▶ _DIRECTIONS FOR THIS TASK_: Go through the data and say how many lines include the string "entry"; return only the figure.

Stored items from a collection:

____

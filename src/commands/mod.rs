use colored::Colorize;
use std::sync::Arc;

use crate::llm::{AnswerResult, RagEngine, SearchHit};
use crate::providers::extractive::truncate_chars;

pub mod document;
pub mod system;

pub use system::Flow;

const PREVIEW_CHARS: usize = 160;

pub struct CommandHandler {
    engine: Arc<RagEngine>,
}

impl CommandHandler {
    pub fn new(engine: Arc<RagEngine>) -> Self {
        Self { engine }
    }

    pub async fn handle_command(&mut self, input: &str) -> Result<Flow, String> {
        let input = input.trim();
        if input.is_empty() {
            return Ok(Flow::Continue);
        }

        match input.to_lowercase().as_str() {
            "help" | "exit" | "quit" => return system::handle_command(input),
            "status" => {
                self.print_status();
                return Ok(Flow::Continue);
            }
            "reload" => {
                let summary = self
                    .engine
                    .load_documents()
                    .map_err(|e| format!("Failed to reload index: {}", e))?;
                println!(
                    "🔄 Reloaded {} chunks (dim {})",
                    summary.chunks.to_string().cyan(),
                    summary.embedding_dim
                );
                return Ok(Flow::Continue);
            }
            _ => {}
        }

        if let Some(question) = input.strip_prefix("search ") {
            let hits = self
                .engine
                .search(question.trim(), self.engine.top_k())
                .await
                .map_err(|e| format!("Search failed: {}", e))?;
            print_hits(&hits);
            return Ok(Flow::Continue);
        }

        let answer = self.engine.answer(input).await;
        print_answer(&answer);
        Ok(Flow::Continue)
    }

    fn print_status(&self) {
        match self.engine.embedding_dim() {
            Some(dim) => println!("📦 Index: {} (dim {})", "loaded".green(), dim),
            None => println!("📦 Index: {}", "not loaded".red()),
        }
        let mut chain = self.engine.orchestrator().backend_names();
        chain.push("extractive-only");
        println!("🤖 Backend chain: {}", chain.join(" → ").cyan());
    }
}

pub fn print_hits(hits: &[SearchHit]) {
    if hits.is_empty() {
        println!("No matching chunks found.");
        return;
    }
    for (rank, hit) in hits.iter().enumerate() {
        println!(
            "{}. {} | {} (score {:.4}, relevance {:.2})",
            rank + 1,
            hit.entry.heading.bright_yellow(),
            hit.entry.source,
            hit.score,
            hit.relevance()
        );
        println!("   {}", truncate_chars(&hit.entry.text, PREVIEW_CHARS).dimmed());
    }
}

pub fn print_answer(answer: &AnswerResult) {
    let text = if answer.is_unanswerable() {
        answer.answer_text.red()
    } else {
        answer.answer_text.truecolor(255, 236, 179)
    };
    println!("{}", text);
    println!("\n🤖 Answered by: {}", answer.backend_name.cyan());
    println!();
}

____

▶ _REPLY_: 3